_Description of the task_.
Restate the entries below verbatim.
═════ Dataset excerpts ═════
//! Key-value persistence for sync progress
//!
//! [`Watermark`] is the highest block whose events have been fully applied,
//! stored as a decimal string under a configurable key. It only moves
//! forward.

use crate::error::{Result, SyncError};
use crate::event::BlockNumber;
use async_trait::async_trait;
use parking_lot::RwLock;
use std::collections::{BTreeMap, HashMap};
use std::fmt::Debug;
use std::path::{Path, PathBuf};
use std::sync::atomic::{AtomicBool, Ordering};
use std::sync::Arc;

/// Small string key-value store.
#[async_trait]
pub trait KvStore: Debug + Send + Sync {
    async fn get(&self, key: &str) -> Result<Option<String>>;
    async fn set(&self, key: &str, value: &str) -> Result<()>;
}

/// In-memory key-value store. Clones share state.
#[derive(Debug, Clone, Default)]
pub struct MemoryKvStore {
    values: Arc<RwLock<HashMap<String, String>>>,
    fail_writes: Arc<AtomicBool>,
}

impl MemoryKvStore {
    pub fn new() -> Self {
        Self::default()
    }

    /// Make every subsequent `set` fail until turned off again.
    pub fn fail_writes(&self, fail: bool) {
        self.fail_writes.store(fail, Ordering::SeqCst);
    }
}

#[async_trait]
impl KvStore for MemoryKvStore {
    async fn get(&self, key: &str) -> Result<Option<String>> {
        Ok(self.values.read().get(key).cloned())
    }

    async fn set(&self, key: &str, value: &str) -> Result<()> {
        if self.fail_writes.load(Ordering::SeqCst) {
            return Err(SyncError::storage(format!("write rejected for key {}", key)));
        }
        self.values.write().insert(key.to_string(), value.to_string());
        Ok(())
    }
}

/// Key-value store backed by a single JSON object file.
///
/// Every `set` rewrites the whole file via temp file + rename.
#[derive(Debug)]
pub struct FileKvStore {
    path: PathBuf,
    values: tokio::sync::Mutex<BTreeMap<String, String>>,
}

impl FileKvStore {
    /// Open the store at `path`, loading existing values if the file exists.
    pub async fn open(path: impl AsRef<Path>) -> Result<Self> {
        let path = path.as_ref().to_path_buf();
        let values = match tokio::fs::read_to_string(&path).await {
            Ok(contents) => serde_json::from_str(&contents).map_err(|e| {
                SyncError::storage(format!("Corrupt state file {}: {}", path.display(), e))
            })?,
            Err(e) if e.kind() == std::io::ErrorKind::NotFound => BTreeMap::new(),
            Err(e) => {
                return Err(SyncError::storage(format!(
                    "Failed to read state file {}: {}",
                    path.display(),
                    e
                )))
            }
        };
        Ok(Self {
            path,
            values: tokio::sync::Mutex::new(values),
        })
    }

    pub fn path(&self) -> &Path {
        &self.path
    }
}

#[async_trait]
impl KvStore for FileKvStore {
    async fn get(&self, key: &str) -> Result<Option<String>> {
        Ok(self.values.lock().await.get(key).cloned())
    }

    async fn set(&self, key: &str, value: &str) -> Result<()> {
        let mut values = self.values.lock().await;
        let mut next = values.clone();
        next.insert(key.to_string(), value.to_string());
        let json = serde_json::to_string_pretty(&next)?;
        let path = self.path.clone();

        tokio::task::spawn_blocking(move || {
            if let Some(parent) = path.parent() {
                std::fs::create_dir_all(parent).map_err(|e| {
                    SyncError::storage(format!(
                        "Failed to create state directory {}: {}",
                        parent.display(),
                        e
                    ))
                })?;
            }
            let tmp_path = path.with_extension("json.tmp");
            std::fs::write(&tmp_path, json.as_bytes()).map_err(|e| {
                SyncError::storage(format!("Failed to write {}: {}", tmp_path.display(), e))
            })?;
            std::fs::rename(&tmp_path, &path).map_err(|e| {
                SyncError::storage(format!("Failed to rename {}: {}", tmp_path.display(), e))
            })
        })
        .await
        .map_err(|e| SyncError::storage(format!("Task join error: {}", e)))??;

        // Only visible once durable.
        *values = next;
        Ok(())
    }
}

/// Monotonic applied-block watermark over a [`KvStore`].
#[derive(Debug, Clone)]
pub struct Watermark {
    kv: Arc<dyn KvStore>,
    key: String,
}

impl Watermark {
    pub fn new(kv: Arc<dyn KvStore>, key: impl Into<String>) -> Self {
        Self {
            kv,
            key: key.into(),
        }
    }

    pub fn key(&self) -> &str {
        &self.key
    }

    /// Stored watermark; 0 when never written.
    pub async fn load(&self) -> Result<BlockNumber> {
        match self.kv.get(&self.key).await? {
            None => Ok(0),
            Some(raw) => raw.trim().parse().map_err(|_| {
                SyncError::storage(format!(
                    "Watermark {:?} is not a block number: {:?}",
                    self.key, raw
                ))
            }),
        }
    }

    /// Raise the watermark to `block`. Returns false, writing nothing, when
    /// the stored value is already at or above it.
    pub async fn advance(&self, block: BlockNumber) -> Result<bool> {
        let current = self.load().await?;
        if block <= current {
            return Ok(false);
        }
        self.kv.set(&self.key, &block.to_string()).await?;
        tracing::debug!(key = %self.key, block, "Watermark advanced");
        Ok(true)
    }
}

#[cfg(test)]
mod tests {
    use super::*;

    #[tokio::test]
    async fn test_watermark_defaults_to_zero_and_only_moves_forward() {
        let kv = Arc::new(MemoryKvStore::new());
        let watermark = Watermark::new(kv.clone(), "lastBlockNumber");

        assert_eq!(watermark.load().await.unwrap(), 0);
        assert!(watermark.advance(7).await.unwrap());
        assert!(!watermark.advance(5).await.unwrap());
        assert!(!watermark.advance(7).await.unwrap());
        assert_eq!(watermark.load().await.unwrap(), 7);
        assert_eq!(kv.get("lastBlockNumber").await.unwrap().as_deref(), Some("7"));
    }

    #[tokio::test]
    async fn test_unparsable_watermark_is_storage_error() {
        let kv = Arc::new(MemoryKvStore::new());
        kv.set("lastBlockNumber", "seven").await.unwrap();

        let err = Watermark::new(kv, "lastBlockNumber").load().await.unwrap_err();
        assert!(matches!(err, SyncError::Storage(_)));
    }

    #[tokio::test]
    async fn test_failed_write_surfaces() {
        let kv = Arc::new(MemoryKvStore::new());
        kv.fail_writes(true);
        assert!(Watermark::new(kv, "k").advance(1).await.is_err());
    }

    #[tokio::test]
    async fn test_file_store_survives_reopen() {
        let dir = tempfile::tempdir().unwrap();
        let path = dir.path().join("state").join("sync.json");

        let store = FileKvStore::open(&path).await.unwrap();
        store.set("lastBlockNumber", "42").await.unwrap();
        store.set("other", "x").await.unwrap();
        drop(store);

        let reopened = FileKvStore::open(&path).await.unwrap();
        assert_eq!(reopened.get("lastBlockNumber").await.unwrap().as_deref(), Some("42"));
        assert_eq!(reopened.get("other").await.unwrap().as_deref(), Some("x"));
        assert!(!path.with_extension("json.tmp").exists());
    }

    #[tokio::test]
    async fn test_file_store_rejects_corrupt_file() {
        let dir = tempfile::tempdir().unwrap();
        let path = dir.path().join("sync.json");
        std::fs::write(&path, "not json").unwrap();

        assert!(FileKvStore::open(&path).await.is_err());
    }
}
═════
_The answer_.
//! Key-value persistence for sync progress
//!
//! [`Watermark`] is the highest block whose events have been fully applied,
//! stored as a decimal string under a configurable key. It only moves
//! forward.

use crate::error::{Result, SyncError};
use crate::event::BlockNumber;
use async_trait::async_trait;
use parking_lot::RwLock;
use std::collections::{BTreeMap, HashMap};
use std::fmt::Debug;
use std::path::{Path, PathBuf};
use std::sync::atomic::{AtomicBool, Ordering};
use std::sync::Arc;

/// Small string key-value store.
#[async_trait]
pub trait KvStore: Debug + Send + Sync {
    async fn get(&self, key: &str) -> Result<Option<String>>;
    async fn set(&self, key: &str, value: &str) -> Result<()>;
}

/// In-memory key-value store. Clones share state.
#[derive(Debug, Clone, Default)]
pub struct MemoryKvStore {
    values: Arc<RwLock<HashMap<String, String>>>,
    fail_writes: Arc<AtomicBool>,
}

impl MemoryKvStore {
    pub fn new() -> Self {
        Self::default()
    }

    /// Make every subsequent `set` fail until turned off again.
    pub fn fail_writes(&self, fail: bool) {
        self.fail_writes.store(fail, Ordering::SeqCst);
    }
}

#[async_trait]
impl KvStore for MemoryKvStore {
    async fn get(&self, key: &str) -> Result<Option<String>> {
        Ok(self.values.read().get(key).cloned())
    }

    async fn set(&self, key: &str, value: &str) -> Result<()> {
        if self.fail_writes.load(Ordering::SeqCst) {
            return Err(SyncError::storage(format!("write rejected for key {}", key)));
        }
        self.values.write().insert(key.to_string(), value.to_string());
        Ok(())
    }
}

/// Key-value store backed by a single JSON object file.
///
/// Every `set` rewrites the whole file via temp file + rename.
#[derive(Debug)]
pub struct FileKvStore {
    path: PathBuf,
    values: tokio::sync::Mutex<BTreeMap<String, String>>,
}

impl FileKvStore {
    /// Open the store at `path`, loading existing values if the file exists.
    pub async fn open(path: impl AsRef<Path>) -> Result<Self> {
        let path = path.as_ref().to_path_buf();
        let values = match tokio::fs::read_to_string(&path).await {
            Ok(contents) => serde_json::from_str(&contents).map_err(|e| {
                SyncError::storage(format!("Corrupt state file {}: {}", path.display(), e))
            })?,
            Err(e) if e.kind() == std::io::ErrorKind::NotFound => BTreeMap::new(),
            Err(e) => {
                return Err(SyncError::storage(format!(
                    "Failed to read state file {}: {}",
                    path.display(),
                    e
                )))
            }
        };
        Ok(Self {
            path,
            values: tokio::sync::Mutex::new(values),
        })
    }

    pub fn path(&self) -> &Path {
        &self.path
    }
}

#[async_trait]
impl KvStore for FileKvStore {
    async fn get(&self, key: &str) -> Result<Option<String>> {
        Ok(self.values.lock().await.get(key).cloned())
    }

    async fn set(&self, key: &str, value: &str) -> Result<()> {
        let mut values = self.values.lock().await;
        let mut next = values.clone();
        next.insert(key.to_string(), value.to_string());
        let json = serde_json::to_string_pretty(&next)?;
        let path = self.path.clone();

        tokio::task::spawn_blocking(move || {
            if let Some(parent) = path.parent() {
                std::fs::create_dir_all(parent).map_err(|e| {
                    SyncError::storage(format!(
                        "Failed to create state directory {}: {}",
                        parent.display(),
                        e
                    ))
                })?;
            }
            let tmp_path = path.with_extension("json.tmp");
            std::fs::write(&tmp_path, json.as_bytes()).map_err(|e| {
                SyncError::storage(format!("Failed to write {}: {}", tmp_path.display(), e))
            })?;
            std::fs::rename(&tmp_path, &path).map_err(|e| {
                SyncError::storage(format!("Failed to rename {}: {}", tmp_path.display(), e))
            })
        })
        .await
        .map_err(|e| SyncError::storage(format!("Task join error: {}", e)))??;

        // Only visible once durable.
        *values = next;
        Ok(())
    }
}

/// Monotonic applied-block watermark over a [`KvStore`].
#[derive(Debug, Clone)]
pub struct Watermark {
    kv: Arc<dyn KvStore>,
    key: String,
}

impl Watermark {
    pub fn new(kv: Arc<dyn KvStore>, key: impl Into<String>) -> Self {
        Self {
            kv,
            key: key.into(),
        }
    }

    pub fn key(&self) -> &str {
        &self.key
    }

    /// Stored watermark; 0 when never written.
    pub async fn load(&self) -> Result<BlockNumber> {
        match self.kv.get(&self.key).await? {
            None => Ok(0),
            Some(raw) => raw.trim().parse().map_err(|_| {
                SyncError::storage(format!(
                    "Watermark {:?} is not a block number: {:?}",
                    self.key, raw
                ))
            }),
        }
    }

    /// Raise the watermark to `block`. Returns false, writing nothing, when
    /// the stored value is already at or above it.
    pub async fn advance(&self, block: BlockNumber) -> Result<bool> {
        let current = self.load().await?;
        if block <= current {
            return Ok(false);
        }
        self.kv.set(&self.key, &block.to_string()).await?;
        tracing::debug!(key = %self.key, block, "Watermark advanced");
        Ok(true)
    }
}

#[cfg(test)]
mod tests {
    use super::*;

    #[tokio::test]
    async fn test_watermark_defaults_to_zero_and_only_moves_forward() {
        let kv = Arc::new(MemoryKvStore::new());
        let watermark = Watermark::new(kv.clone(), "lastBlockNumber");

        assert_eq!(watermark.load().await.unwrap(), 0);
        assert!(watermark.advance(7).await.unwrap());
        assert!(!watermark.advance(5).await.unwrap());
        assert!(!watermark.advance(7).await.unwrap());
        assert_eq!(watermark.load().await.unwrap(), 7);
        assert_eq!(kv.get("lastBlockNumber").await.unwrap().as_deref(), Some("7"));
    }

    #[tokio::test]
    async fn test_unparsable_watermark_is_storage_error() {
        let kv = Arc::new(MemoryKvStore::new());
        kv.set("lastBlockNumber", "seven").await.unwrap();

        let err = Watermark::new(kv, "lastBlockNumber").load().await.unwrap_err();
        assert!(matches!(err, SyncError::Storage(_)));
    }

    #[tokio::test]
    async fn test_failed_write_surfaces() {
        let kv = Arc::new(MemoryKvStore::new());
        kv.fail_writes(true);
        assert!(Watermark::new(kv, "k").advance(1).await.is_err());
    }

    #[tokio::test]
    async fn test_file_store_survives_reopen() {
        let dir = tempfile::tempdir().unwrap();
        let path = dir.path().join("state").join("sync.json");

        let store = FileKvStore::open(&path).await.unwrap();
        store.set("lastBlockNumber", "42").await.unwrap();
        store.set("other", "x").await.unwrap();
        drop(store);

        let reopened = FileKvStore::open(&path).await.unwrap();
        assert_eq!(reopened.get("lastBlockNumber").await.unwrap().as_deref(), Some("42"));
        assert_eq!(reopened.get("other").await.unwrap().as_deref(), Some("x"));
        assert!(!path.with_extension("json.tmp").exists());
    }

    #[tokio::test]
    async fn test_file_store_rejects_corrupt_file() {
        let dir = tempfile::tempdir().unwrap();
        let path = dir.path().join("sync.json");
        std::fs::write(&path, "not json").unwrap();

        assert!(FileKvStore::open(&path).await.is_err());
    }
}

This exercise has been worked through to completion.